- Location in Gibson County
- Coordinates: 38°20′07″N 87°21′42″W﻿ / ﻿38.33528°N 87.36167°W
- Country: United States
- State: Indiana
- County: Gibson
- Township Seat: Oakland City
- School District: East Gibson School Corporation

Government
- • Type: Indiana township
- • Trustee: Shannon Green

Area
- • Total: 31.03 sq mi (80.4 km^{2})
- • Land: 30.49 sq mi (79.0 km^{2})
- • Water: 0.55 sq mi (1.4 km^{2})
- Elevation: 489 ft (149 m)

Population (2020)
- • Total: 3,539
- • Density: 116.1/sq mi (44.82/km^{2})
- Time zone: UTC-6 (CST)
- • Summer (DST): UTC-5 (CDT)
- ZIP code: 47660
- Area code: 812
- FIPS code: 18-14662
- GNIS feature ID: 453240

= Columbia Township, Gibson County, Indiana =

Columbia Township is one of ten townships in Gibson County, Indiana. As of the 2020 census, its population was 3,539 (down from 3,830 at 2010) and it contained 1,757 housing units. Oakland City is the township seat.

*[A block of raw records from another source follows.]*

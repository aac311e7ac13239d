//! Configuration loading and validation for the health server

use crate::types::ServerConfig;
use serde::{Deserialize, Serialize};
use std::path::{Path, PathBuf};
use std::time::Duration;
use thiserror::Error;
use validator::{Validate, ValidationError};

/// Configuration error types
#[derive(Debug, Error)]
pub enum ConfigError {
    #[error("Failed to read configuration file: {0}")]
    IoError(#[from] std::io::Error),

    #[error("Failed to parse YAML: {0}")]
    ParseError(#[from] serde_yaml::Error),

    #[error("Invalid configuration: {0}")]
    ValidationError(#[from] validator::ValidationErrors),
}

impl From<ConfigError> for common::Error {
    fn from(err: ConfigError) -> Self {
        match err {
            ConfigError::IoError(e) => common::Error::Io(e),
            other => common::Error::config(other),
        }
    }
}

/// Main configuration structure
#[derive(Debug, Clone, Default, Serialize, Deserialize)]
pub struct Config {
    #[serde(default)]
    pub server: ServerSettings,

    #[serde(default)]
    pub proxy: ProxySettings,

    #[serde(default)]
    pub metrics: MetricsSettings,

    #[serde(default)]
    pub logging: LoggingSettings,

    #[serde(default)]
    pub telemetry: TelemetrySettings,
}

impl Validate for Config {
    fn validate(&self) -> Result<(), validator::ValidationErrors> {
        self.server.validate()?;
        self.logging.validate()?;
        self.telemetry.validate()?;
        Ok(())
    }
}

/// Probe listener settings
#[derive(Debug, Clone, Serialize, Deserialize, Validate)]
#[serde(default)]
pub struct ServerSettings {
    #[validate(length(min = 1), custom = "validate_listen_addr")]
    pub listen_addr: String,

    #[serde(with = "humantime_serde")]
    #[validate(custom = "validate_shutdown_timeout")]
    pub shutdown_timeout: Duration,
}

/// Settings describing the proxy whose health is reported
#[derive(Debug, Clone, Default, Serialize, Deserialize)]
#[serde(default)]
pub struct ProxySettings {
    /// Maximum concurrent connections (0 = unlimited)
    pub max_connections: u64,
}

/// Prometheus endpoint settings
#[derive(Debug, Clone, Serialize, Deserialize)]
#[serde(default)]
pub struct MetricsSettings {
    pub enabled: bool,
}

/// Logging settings
#[derive(Debug, Clone, Default, Serialize, Deserialize, Validate)]
#[serde(default)]
pub struct LoggingSettings {
    pub level: Option<String>,

    #[validate(custom = "validate_log_format")]
    pub format: Option<String>,
}

/// OpenTelemetry export settings
#[derive(Debug, Clone, Serialize, Deserialize, Validate)]
#[serde(default)]
pub struct TelemetrySettings {
    pub enabled: bool,

    #[validate(length(min = 1))]
    pub service_name: String,

    #[validate(length(min = 1))]
    pub otlp_endpoint: String,
}

// Default implementations

impl Default for ServerSettings {
    fn default() -> Self {
        Self {
            listen_addr: "0.0.0.0:8090".to_string(),
            shutdown_timeout: Duration::from_secs(5),
        }
    }
}

impl Default for MetricsSettings {
    fn default() -> Self {
        Self { enabled: true }
    }
}

impl Default for TelemetrySettings {
    fn default() -> Self {
        Self {
            enabled: false,
            service_name: "health-server".to_string(),
            otlp_endpoint: "http://localhost:4317".to_string(),
        }
    }
}

impl LoggingSettings {
    pub fn is_json(&self) -> bool {
        self.format.as_deref() == Some("json")
    }
}

// Custom validators

fn validate_listen_addr(addr: &str) -> Result<(), ValidationError> {
    let Some((host, port)) = addr.trim().rsplit_once(':') else {
        return Err(ValidationError::new("listen_addr_missing_port"));
    };

    if host.is_empty() {
        return Err(ValidationError::new("listen_addr_missing_host"));
    }

    if port.parse::<u16>().is_err() {
        return Err(ValidationError::new("listen_addr_invalid_port"));
    }

    Ok(())
}

fn validate_shutdown_timeout(timeout: &Duration) -> Result<(), ValidationError> {
    let millis = timeout.as_millis();
    if millis < 1 || millis > 60_000 {
        return Err(ValidationError::new("shutdown_timeout_out_of_range"));
    }
    Ok(())
}

fn validate_log_format(format: &str) -> Result<(), ValidationError> {
    match format {
        "text" | "json" => Ok(()),
        _ => Err(ValidationError::new("log_format_unknown")),
    }
}

// Configuration loading implementation

impl Config {
    /// Load configuration from default search paths
    pub fn load() -> Result<Self, ConfigError> {
        match Self::find_config_file() {
            Some(path) => {
                tracing::info!("Loading configuration from: {}", path.display());
                Self::load_from_file(&path)
            }
            None => {
                tracing::info!("No configuration file found, using defaults");
                Ok(Self::default())
            }
        }
    }

    /// Load configuration from a specific file
    pub fn load_from_file(path: impl AsRef<Path>) -> Result<Self, ConfigError> {
        let contents = std::fs::read_to_string(path.as_ref())?;
        Self::from_yaml(&contents)
    }

    /// Parse and validate configuration from a YAML document
    pub fn from_yaml(contents: &str) -> Result<Self, ConfigError> {
        let config: Config = serde_yaml::from_str(contents)?;
        config.validate()?;
        Ok(config)
    }

    /// Find configuration file in standard locations
    fn find_config_file() -> Option<PathBuf> {
        let mut paths = vec![PathBuf::from("/etc/proxy-health/health-server.yaml")];

        if let Some(home_path) = Self::home_config_path() {
            paths.push(home_path);
        }

        paths.push(PathBuf::from("./health-server.yaml"));

        paths.into_iter().find(|p| p.is_file())
    }

    /// Get home directory config path
    fn home_config_path() -> Option<PathBuf> {
        dirs::home_dir().map(|home| home.join(".config/proxy-health/health-server.yaml"))
    }

    /// Convert to the runtime ServerConfig
    pub fn to_server_config(&self) -> ServerConfig {
        ServerConfig {
            listen_addr: self.server.listen_addr.trim().to_string(),
            shutdown_timeout: self.server.shutdown_timeout,
            max_connections: self.proxy.max_connections,
            metrics_enabled: self.metrics.enabled,
        }
    }
}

Columbia Township was established in 1825.

Historical population
| Census | Pop. | Note | %± |
| 1890 | 3,014 |  | — |
| 1900 | 3,465 |  | 15.0% |
| 1910 | 3,588 |  | 3.5% |
| 1920 | 3,296 |  | −8.1% |
| 1930 | 3,908 |  | 18.6% |
| 1940 | 4,154 |  | 6.3% |
| 1950 | 4,766 |  | 14.7% |
| 1960 | 4,158 |  | −12.8% |
| 1970 | 4,603 |  | 10.7% |
| 1980 | 4,717 |  | 2.5% |
| 1990 | 4,244 |  | −10.0% |
| 2000 | 4,149 |  | −2.2% |
| 2010 | 3,830 |  | −7.7% |
| 2020 | 3,539 |  | −7.6% |
Source: US Decennial Census

==Geography==
According to the 2010 census, the township has a total area of 31.03 sqmi, of which 30.49 sqmi (or 98.26%) is land and 0.55 sqmi (or 1.77%) is water.

===Cities and towns===
- Oakland City

===Unincorporated towns===
- Dongola
- Gray Junction
- Oak Hill
(This list is based on USGS data and may include former settlements.)

===Adjacent townships===
Gibson County
- Barton Township (south)
- Center Township (west)
Pike County
- Logan Township (north)
- Patoka Township (east)
- Monroe Township (southeast)

===Cemeteries===
The township contains one cemetery, Montgomery.

==Education==
Columbia Township is the center of the East Gibson School Corporation.

===Primary and secondary schools===
- Oakland City Elementary
- Waldo J. Wood Memorial Jr/Sr High School

===Higher education===
- Oakland City University - Main Campus

===Public library===
Columbia Township residents may request a free library card at the Oakland City-Columbia Township Public Library in Oakland City.